**Brief:** Starting from the line with "let rated: Post", transcribe each line to the end of the records below. Copy them exactly and write nothing else.

**Raw data:**
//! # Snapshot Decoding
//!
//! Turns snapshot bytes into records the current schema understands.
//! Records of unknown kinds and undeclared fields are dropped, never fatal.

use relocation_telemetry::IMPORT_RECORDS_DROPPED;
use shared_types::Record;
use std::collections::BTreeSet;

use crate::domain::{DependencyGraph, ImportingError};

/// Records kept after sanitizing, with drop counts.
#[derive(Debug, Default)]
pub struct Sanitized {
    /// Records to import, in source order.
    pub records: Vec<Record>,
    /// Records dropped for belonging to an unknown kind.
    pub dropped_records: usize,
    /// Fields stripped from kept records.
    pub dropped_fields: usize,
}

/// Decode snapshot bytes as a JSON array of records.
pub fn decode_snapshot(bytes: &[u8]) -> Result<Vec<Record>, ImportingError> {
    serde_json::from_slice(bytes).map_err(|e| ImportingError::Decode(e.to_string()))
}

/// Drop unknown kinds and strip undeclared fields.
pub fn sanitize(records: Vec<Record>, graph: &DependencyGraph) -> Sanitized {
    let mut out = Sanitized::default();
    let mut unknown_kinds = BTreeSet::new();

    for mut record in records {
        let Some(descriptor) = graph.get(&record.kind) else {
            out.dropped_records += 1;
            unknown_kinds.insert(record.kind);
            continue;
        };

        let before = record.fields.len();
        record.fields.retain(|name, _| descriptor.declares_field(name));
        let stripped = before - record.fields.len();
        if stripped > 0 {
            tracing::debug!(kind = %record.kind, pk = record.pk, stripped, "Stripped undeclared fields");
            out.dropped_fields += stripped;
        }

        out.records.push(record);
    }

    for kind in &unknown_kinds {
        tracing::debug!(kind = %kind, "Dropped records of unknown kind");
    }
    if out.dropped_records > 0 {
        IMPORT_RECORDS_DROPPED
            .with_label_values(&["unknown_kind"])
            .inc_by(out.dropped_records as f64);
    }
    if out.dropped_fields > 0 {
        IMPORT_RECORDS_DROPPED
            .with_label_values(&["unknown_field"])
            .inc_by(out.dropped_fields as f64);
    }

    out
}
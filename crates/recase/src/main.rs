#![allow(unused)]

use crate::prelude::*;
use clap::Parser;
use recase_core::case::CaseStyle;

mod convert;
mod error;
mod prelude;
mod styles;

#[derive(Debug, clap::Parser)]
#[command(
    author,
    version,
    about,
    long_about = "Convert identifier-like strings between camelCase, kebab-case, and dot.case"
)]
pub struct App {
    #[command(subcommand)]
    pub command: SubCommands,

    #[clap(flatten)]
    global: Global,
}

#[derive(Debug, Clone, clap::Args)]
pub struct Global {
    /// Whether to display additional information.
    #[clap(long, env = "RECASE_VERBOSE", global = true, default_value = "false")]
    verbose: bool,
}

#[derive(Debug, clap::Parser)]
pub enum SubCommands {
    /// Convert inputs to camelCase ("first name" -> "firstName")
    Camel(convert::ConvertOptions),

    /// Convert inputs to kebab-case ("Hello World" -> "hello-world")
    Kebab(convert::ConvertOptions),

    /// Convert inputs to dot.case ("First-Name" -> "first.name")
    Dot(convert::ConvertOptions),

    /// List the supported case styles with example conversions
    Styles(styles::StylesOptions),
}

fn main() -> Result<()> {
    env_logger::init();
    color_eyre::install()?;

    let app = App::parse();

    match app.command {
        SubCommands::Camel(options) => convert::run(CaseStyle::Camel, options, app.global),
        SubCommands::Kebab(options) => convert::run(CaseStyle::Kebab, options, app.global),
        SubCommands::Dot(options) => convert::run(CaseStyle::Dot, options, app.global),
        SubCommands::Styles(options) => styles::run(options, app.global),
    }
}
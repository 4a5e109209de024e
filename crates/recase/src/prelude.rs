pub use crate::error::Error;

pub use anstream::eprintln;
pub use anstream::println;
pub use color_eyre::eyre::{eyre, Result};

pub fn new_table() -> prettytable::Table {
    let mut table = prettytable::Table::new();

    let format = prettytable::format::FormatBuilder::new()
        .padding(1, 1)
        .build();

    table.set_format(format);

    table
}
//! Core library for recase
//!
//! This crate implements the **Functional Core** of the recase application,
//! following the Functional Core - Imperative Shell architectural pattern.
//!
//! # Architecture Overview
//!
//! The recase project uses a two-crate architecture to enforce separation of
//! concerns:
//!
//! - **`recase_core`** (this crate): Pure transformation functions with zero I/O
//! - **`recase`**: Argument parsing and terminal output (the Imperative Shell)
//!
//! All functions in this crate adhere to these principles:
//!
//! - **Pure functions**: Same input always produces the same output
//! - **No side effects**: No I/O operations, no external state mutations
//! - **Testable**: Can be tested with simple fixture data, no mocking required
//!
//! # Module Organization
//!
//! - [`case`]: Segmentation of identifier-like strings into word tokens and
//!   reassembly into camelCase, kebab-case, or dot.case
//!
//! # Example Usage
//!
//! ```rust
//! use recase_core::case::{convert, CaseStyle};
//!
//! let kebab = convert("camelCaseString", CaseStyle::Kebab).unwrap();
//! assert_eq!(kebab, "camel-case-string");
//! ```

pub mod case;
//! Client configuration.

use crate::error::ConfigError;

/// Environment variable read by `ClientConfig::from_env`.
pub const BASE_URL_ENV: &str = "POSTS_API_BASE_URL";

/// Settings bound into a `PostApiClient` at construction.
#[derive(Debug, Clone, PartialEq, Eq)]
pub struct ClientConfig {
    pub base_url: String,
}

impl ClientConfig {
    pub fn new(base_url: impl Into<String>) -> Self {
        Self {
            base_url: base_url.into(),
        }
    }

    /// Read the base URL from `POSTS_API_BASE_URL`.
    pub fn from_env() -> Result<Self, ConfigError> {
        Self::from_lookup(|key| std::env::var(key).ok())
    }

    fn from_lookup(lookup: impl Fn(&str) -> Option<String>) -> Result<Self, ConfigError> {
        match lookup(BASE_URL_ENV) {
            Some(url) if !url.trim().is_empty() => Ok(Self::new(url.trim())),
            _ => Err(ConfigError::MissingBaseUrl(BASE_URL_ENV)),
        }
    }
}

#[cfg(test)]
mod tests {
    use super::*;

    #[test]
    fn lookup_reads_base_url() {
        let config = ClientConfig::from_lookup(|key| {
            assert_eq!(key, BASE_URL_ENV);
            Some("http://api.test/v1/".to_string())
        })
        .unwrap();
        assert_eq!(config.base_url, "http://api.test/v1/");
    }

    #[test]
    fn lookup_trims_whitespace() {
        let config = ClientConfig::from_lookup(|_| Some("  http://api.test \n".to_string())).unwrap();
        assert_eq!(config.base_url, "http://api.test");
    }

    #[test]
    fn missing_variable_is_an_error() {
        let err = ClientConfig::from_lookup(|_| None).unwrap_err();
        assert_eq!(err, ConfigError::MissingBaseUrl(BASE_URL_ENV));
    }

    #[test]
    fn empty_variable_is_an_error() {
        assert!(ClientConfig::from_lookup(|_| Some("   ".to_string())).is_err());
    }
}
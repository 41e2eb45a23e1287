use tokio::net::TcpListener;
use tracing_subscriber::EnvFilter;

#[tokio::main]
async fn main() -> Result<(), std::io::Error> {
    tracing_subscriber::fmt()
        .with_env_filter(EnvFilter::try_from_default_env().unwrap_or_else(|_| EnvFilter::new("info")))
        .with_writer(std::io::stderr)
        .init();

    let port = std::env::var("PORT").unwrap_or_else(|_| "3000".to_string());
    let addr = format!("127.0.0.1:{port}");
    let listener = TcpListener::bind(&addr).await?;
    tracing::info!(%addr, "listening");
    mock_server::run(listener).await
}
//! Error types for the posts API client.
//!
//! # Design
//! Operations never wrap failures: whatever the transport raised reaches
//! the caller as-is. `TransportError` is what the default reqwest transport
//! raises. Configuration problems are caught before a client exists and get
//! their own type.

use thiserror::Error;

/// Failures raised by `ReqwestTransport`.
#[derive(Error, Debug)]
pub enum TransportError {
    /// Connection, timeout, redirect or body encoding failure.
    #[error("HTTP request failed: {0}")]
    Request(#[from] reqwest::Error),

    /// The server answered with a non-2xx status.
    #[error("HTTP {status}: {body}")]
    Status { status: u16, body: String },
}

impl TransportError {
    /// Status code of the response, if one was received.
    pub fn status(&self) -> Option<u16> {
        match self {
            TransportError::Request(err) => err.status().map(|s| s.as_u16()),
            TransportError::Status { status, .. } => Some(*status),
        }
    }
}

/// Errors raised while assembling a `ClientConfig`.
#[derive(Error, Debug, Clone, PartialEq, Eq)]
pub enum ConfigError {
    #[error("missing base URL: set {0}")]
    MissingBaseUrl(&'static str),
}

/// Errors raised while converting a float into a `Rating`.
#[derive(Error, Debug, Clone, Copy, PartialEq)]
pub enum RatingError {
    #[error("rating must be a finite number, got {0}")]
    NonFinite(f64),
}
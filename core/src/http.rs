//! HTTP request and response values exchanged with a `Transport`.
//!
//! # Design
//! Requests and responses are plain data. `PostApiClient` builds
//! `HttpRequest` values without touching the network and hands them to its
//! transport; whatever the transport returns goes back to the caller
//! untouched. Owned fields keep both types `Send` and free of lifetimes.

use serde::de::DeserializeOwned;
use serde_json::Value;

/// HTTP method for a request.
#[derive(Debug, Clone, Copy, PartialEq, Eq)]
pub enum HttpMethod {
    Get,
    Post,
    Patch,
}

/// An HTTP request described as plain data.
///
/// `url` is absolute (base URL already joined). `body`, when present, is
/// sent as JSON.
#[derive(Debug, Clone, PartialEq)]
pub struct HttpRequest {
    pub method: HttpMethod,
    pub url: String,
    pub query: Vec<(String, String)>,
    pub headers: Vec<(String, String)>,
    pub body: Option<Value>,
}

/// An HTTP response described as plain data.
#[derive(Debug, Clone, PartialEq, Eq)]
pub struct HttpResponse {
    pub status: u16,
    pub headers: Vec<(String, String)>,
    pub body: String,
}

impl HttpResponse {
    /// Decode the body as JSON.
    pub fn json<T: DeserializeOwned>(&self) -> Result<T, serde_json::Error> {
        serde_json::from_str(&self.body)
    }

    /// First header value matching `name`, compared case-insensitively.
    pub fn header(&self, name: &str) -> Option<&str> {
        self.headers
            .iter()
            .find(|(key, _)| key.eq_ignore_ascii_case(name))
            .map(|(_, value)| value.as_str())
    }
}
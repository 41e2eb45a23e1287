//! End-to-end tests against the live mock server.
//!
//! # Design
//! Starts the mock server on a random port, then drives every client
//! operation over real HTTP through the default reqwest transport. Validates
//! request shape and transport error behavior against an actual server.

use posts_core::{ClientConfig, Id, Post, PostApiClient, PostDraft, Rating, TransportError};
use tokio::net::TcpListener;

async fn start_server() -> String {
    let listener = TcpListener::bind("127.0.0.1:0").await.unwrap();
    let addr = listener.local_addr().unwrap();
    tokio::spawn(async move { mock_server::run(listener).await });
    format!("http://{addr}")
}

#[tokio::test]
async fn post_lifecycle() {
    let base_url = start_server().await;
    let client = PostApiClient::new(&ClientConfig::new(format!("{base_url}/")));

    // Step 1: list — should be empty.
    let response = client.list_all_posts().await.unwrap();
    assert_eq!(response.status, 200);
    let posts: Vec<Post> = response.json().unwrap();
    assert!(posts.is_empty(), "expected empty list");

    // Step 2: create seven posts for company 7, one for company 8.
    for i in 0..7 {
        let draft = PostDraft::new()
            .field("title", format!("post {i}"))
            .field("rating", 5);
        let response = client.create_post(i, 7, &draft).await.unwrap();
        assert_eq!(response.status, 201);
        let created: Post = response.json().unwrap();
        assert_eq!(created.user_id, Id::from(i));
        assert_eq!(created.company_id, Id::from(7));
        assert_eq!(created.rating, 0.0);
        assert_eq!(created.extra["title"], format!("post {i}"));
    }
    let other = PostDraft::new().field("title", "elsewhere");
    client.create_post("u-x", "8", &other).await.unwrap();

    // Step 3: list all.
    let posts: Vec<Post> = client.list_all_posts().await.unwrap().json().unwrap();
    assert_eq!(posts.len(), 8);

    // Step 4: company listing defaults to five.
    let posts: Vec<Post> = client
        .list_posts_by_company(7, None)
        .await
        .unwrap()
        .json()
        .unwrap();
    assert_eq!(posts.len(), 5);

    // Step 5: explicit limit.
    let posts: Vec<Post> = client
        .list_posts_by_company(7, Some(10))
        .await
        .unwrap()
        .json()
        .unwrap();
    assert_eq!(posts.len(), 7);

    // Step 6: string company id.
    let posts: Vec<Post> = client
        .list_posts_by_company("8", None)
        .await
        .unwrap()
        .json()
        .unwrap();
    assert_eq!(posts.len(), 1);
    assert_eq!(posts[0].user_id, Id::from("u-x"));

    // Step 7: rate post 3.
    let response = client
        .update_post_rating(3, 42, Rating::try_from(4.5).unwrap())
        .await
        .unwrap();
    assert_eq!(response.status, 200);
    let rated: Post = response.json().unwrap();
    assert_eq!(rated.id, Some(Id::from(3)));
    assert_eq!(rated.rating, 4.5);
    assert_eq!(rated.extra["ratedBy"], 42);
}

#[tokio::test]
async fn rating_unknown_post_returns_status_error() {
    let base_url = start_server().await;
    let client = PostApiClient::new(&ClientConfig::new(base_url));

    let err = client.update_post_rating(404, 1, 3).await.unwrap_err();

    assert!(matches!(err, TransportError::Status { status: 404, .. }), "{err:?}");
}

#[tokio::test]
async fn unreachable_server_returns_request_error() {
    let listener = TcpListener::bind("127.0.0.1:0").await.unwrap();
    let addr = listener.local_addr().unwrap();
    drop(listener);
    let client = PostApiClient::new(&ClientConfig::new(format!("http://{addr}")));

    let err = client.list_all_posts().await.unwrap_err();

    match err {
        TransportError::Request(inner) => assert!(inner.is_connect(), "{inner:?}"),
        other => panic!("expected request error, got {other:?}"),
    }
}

**Output for this exercise:**
    let rated: Post = response.json().unwrap();
    assert_eq!(rated.id, Some(Id::from(3)));
    assert_eq!(rated.rating, 4.5);
    assert_eq!(rated.extra["ratedBy"], 42);
}

#[tokio::test]
async fn rating_unknown_post_returns_status_error() {
    let base_url = start_server().await;
    let client = PostApiClient::new(&ClientConfig::new(base_url));

    let err = client.update_post_rating(404, 1, 3).await.unwrap_err();

    assert!(matches!(err, TransportError::Status { status: 404, .. }), "{err:?}");
}

#[tokio::test]
async fn unreachable_server_returns_request_error() {
    let listener = TcpListener::bind("127.0.0.1:0").await.unwrap();
    let addr = listener.local_addr().unwrap();
    drop(listener);
    let client = PostApiClient::new(&ClientConfig::new(format!("http://{addr}")));

    let err = client.list_all_posts().await.unwrap_err();

    match err {
        TransportError::Request(inner) => assert!(inner.is_connect(), "{inner:?}"),
        other => panic!("expected request error, got {other:?}"),
    }
}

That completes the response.